Mirror, mirror, read my vitals

A student in the Harvard-MIT Health Sciences and Technology program is working on a system that could measure vital signs - pulse, respiration, and blood pressure - via a bathroom mirror, allowing around-the-clock monitoring in real time for those who need it. 

So far, graduate student Ming-Zher Poh's system measures a person's vitals through imaging alone using a low-cost, low-resolution digital camera or webcam. The technology, which he hopes will soon measure respiration rates and blood-oxygen as well as blood pressure, allows easy-to-do, noninvasive medical monitoring at home. The system is also being built into a bathroom mirror using video monitoring that could take a vital snapshot of your health while you brush your teeth, and then automatically transfer the information to your doctor via the internet.

Reported in an MIT news release October 4, the imaging software identifies a subject's face in the image and uses variations in brightness resulting from the flow of blood through blood vessels in the face to measure pulse rate. According to MIT, Poh has used open-source face-tracking software, and his method doesn't involve any sensors.

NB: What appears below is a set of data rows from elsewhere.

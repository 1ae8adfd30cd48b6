use serde::{Deserialize, Serialize};
use sqlx::sqlite::SqlitePool;

#[derive(Clone)]
pub struct TeamStore {
    pool: SqlitePool,
}

/// A self-organized group with leader-gated membership.
#[derive(Debug, Clone, Serialize)]
#[serde(rename_all = "camelCase")]
pub struct Team {
    #[serde(skip)]
    pub id: i64,
    pub uuid: String,
    pub name: String,
    pub description: Option<String>,
    pub created_at: String,
}

#[derive(sqlx::FromRow)]
struct TeamRow {
    id: i64,
    uuid: String,
    name: String,
    description: Option<String>,
    created_at: String,
}

impl From<TeamRow> for Team {
    fn from(row: TeamRow) -> Self {
        Self {
            id: row.id,
            uuid: row.uuid,
            name: row.name,
            description: row.description,
            created_at: row.created_at,
        }
    }
}

/// Per-team membership role.
#[derive(Debug, Clone, Copy, PartialEq, Eq, Serialize, Deserialize)]
#[serde(rename_all = "lowercase")]
pub enum TeamRole {
    Member,
    Leader,
}

impl TeamRole {
    pub fn as_str(&self) -> &'static str {
        match self {
            TeamRole::Member => "member",
            TeamRole::Leader => "leader",
        }
    }

    pub fn from_str(s: &str) -> Self {
        match s {
            "leader" => TeamRole::Leader,
            _ => TeamRole::Member,
        }
    }
}

/// A team member with their public identifiers and team role.
#[derive(Debug, Clone, Serialize)]
#[serde(rename_all = "camelCase")]
pub struct TeamMember {
    pub uuid: String,
    pub username: String,
    pub email: String,
    pub role: TeamRole,
}

#[derive(sqlx::FromRow)]
struct TeamMemberRow {
    uuid: String,
    username: String,
    email: String,
    member_role: String,
}

impl From<TeamMemberRow> for TeamMember {
    fn from(row: TeamMemberRow) -> Self {
        Self {
            uuid: row.uuid,
            username: row.username,
            email: row.email,
            role: TeamRole::from_str(&row.member_role),
        }
    }
}

/// Lifecycle of a join request.
#[derive(Debug, Clone, Copy, PartialEq, Eq, Serialize, Deserialize)]
#[serde(rename_all = "UPPERCASE")]
pub enum JoinRequestStatus {
    Pending,
    Approved,
    Rejected,
}

impl JoinRequestStatus {
    pub fn as_str(&self) -> &'static str {
        match self {
            JoinRequestStatus::Pending => "PENDING",
            JoinRequestStatus::Approved => "APPROVED",
            JoinRequestStatus::Rejected => "REJECTED",
        }
    }

    pub fn from_str(s: &str) -> Self {
        match s {
            "APPROVED" => JoinRequestStatus::Approved,
            "REJECTED" => JoinRequestStatus::Rejected,
            _ => JoinRequestStatus::Pending,
        }
    }
}

/// A join request as listed to team leaders.
#[derive(Debug, Clone, Serialize)]
#[serde(rename_all = "camelCase")]
pub struct JoinRequest {
    pub id: i64,
    pub user_uuid: String,
    pub username: String,
    pub status: JoinRequestStatus,
    pub created_at: String,
}

#[derive(sqlx::FromRow)]
struct JoinRequestRow {
    id: i64,
    user_uuid: String,
    username: String,
    status: String,
    created_at: String,
}

impl From<JoinRequestRow> for JoinRequest {
    fn from(row: JoinRequestRow) -> Self {
        Self {
            id: row.id,
            user_uuid: row.user_uuid,
            username: row.username,
            status: JoinRequestStatus::from_str(&row.status),
            created_at: row.created_at,
        }
    }
}

/// Internal join-request record used when resolving a request.
#[derive(Debug, Clone)]
pub struct JoinRequestRecord {
    pub id: i64,
    pub team_id: i64,
    pub user_id: i64,
    pub status: JoinRequestStatus,
}

impl TeamStore {
    pub fn new(pool: SqlitePool) -> Self {
        Self { pool }
    }

    /// Check whether a team name is taken.
    pub async fn name_exists(&self, name: &str) -> Result<bool, sqlx::Error> {
        let count: (i32,) = sqlx::query_as("SELECT COUNT(*) FROM teams WHERE name = ?")
            .bind(name)
            .fetch_one(&self.pool)
            .await?;
        Ok(count.0 > 0)
    }

    /// Create a team with its creator as the first leader, in one transaction.
    pub async fn create(
        &self,
        uuid: &str,
        name: &str,
        description: Option<&str>,
        creator_id: i64,
    ) -> Result<i64, sqlx::Error> {
        let mut tx = self.pool.begin().await?;

        let result =
            sqlx::query("INSERT INTO teams (uuid, name, description, created_by) VALUES (?, ?, ?, ?)")
                .bind(uuid)
                .bind(name)
                .bind(description)
                .bind(creator_id)
                .execute(&mut *tx)
                .await?;
        let team_id = result.last_insert_rowid();

        sqlx::query(
            "INSERT INTO team_members (team_id, user_id, member_role) VALUES (?, ?, 'leader')",
        )
        .bind(team_id)
        .bind(creator_id)
        .execute(&mut *tx)
        .await?;

        tx.commit().await?;
        Ok(team_id)
    }

    /// Get a team by UUID.
    pub async fn get_by_uuid(&self, uuid: &str) -> Result<Option<Team>, sqlx::Error> {
        let row: Option<TeamRow> = sqlx::query_as(
            "SELECT id, uuid, name, description, created_at FROM teams WHERE uuid = ?",
        )
        .bind(uuid)
        .fetch_optional(&self.pool)
        .await?;
        Ok(row.map(Team::from))
    }

    /// List all teams, newest first.
    pub async fn list(&self) -> Result<Vec<Team>, sqlx::Error> {
        let rows: Vec<TeamRow> = sqlx::query_as(
            "SELECT id, uuid, name, description, created_at FROM teams ORDER BY created_at DESC",
        )
        .fetch_all(&self.pool)
        .await?;
        Ok(rows.into_iter().map(Team::from).collect())
    }

    /// Delete a team, its memberships, and its join requests.
    pub async fn delete(&self, id: i64) -> Result<bool, sqlx::Error> {
        let result = sqlx::query("DELETE FROM teams WHERE id = ?")
            .bind(id)
            .execute(&self.pool)
            .await?;
        Ok(result.rows_affected() > 0)
    }

    /// Add a member. Returns false if they already belong to the team.
    pub async fn add_member(
        &self,
        team_id: i64,
        user_id: i64,
        role: TeamRole,
    ) -> Result<bool, sqlx::Error> {
        let result = sqlx::query(
            "INSERT OR IGNORE INTO team_members (team_id, user_id, member_role) VALUES (?, ?, ?)",
        )
        .bind(team_id)
        .bind(user_id)
        .bind(role.as_str())
        .execute(&self.pool)
        .await?;
        Ok(result.rows_affected() > 0)
    }

    /// Remove a member.
    pub async fn remove_member(&self, team_id: i64, user_id: i64) -> Result<bool, sqlx::Error> {
        let result = sqlx::query("DELETE FROM team_members WHERE team_id = ? AND user_id = ?")
            .bind(team_id)
            .bind(user_id)
            .execute(&self.pool)
            .await?;
        Ok(result.rows_affected() > 0)
    }

    /// Get a user's role within a team, if they are a member.
    pub async fn member_role(
        &self,
        team_id: i64,
        user_id: i64,
    ) -> Result<Option<TeamRole>, sqlx::Error> {
        let row: Option<(String,)> = sqlx::query_as(
            "SELECT member_role FROM team_members WHERE team_id = ? AND user_id = ?",
        )
        .bind(team_id)
        .bind(user_id)
        .fetch_optional(&self.pool)
        .await?;
        Ok(row.map(|(role,)| TeamRole::from_str(&role)))
    }

    /// List team members, leaders first.
    pub async fn list_members(&self, team_id: i64) -> Result<Vec<TeamMember>, sqlx::Error> {
        let rows: Vec<TeamMemberRow> = sqlx::query_as(
            "SELECT u.uuid, u.username, u.email, tm.member_role \
             FROM users u JOIN team_members tm ON tm.user_id = u.id \
             WHERE tm.team_id = ? ORDER BY tm.member_role DESC, u.username",
        )
        .bind(team_id)
        .fetch_all(&self.pool)
        .await?;
        Ok(rows.into_iter().map(TeamMember::from).collect())
    }

    /// Check whether a user already has a pending request for a team.
    pub async fn has_pending_request(
        &self,
        team_id: i64,
        user_id: i64,
    ) -> Result<bool, sqlx::Error> {
        let count: (i32,) = sqlx::query_as(
            "SELECT COUNT(*) FROM team_join_requests \
             WHERE team_id = ? AND user_id = ? AND status = 'PENDING'",
        )
        .bind(team_id)
        .bind(user_id)
        .fetch_one(&self.pool)
        .await?;
        Ok(count.0 > 0)
    }

    /// File a join request. Returns the request ID.
    pub async fn create_join_request(
        &self,
        team_id: i64,
        user_id: i64,
    ) -> Result<i64, sqlx::Error> {
        let result =
            sqlx::query("INSERT INTO team_join_requests (team_id, user_id) VALUES (?, ?)")
                .bind(team_id)
                .bind(user_id)
                .execute(&self.pool)
                .await?;
        Ok(result.last_insert_rowid())
    }

    /// Get a join request by ID for resolution.
    pub async fn get_join_request(
        &self,
        id: i64,
    ) -> Result<Option<JoinRequestRecord>, sqlx::Error> {
        let row: Option<(i64, i64, i64, String)> = sqlx::query_as(
            "SELECT id, team_id, user_id, status FROM team_join_requests WHERE id = ?",
        )
        .bind(id)
        .fetch_optional(&self.pool)
        .await?;
        Ok(row.map(|(id, team_id, user_id, status)| JoinRequestRecord {
            id,
            team_id,
            user_id,
            status: JoinRequestStatus::from_str(&status),
        }))
    }

    /// Resolve a join request. Only pending requests transition, so two
    /// leaders cannot both resolve the same one.
    pub async fn resolve_join_request(
        &self,
        id: i64,
        status: JoinRequestStatus,
    ) -> Result<bool, sqlx::Error> {
        let result = sqlx::query(
            "UPDATE team_join_requests SET status = ? WHERE id = ? AND status = 'PENDING'",
        )
        .bind(status.as_str())
        .bind(id)
        .execute(&self.pool)
        .await?;
        Ok(result.rows_affected() > 0)
    }

    /// List a team's join requests, newest first.
    pub async fn list_join_requests(&self, team_id: i64) -> Result<Vec<JoinRequest>, sqlx::Error> {
        let rows: Vec<JoinRequestRow> = sqlx::query_as(
            "SELECT r.id, u.uuid AS user_uuid, u.username, r.status, r.created_at \
             FROM team_join_requests r JOIN users u ON u.id = r.user_id \
             WHERE r.team_id = ? ORDER BY r.created_at DESC",
        )
        .bind(team_id)
        .fetch_all(&self.pool)
        .await?;
        Ok(rows.into_iter().map(JoinRequest::from).collect())
    }
}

By using the webcam vital readings, Poh suggests that "such noninvasive monitoring could prove useful for situations where attaching sensors to the body would be difficult or uncomfortable, such as for monitoring burn victims or newborns."

Both the webcam or the device dubbed "medical mirror" could be used for telemedicine by allowing patients to consult with doctors or nurses via the internet while providing vital sign readings remotely. Plus over time, as patients use the system daily or multiple times a day, it builds a profile rich in data about their health.

Another example in the burgeoning trend of telemedical devices is the H'andy sana 210, tagged as a "doctor in your pocket," a device that allows heart patients to remotely monitor their heart by recording a real-time ECG (electrocardiogram) and send it to a health professional - but it also functions as a regular smartphone.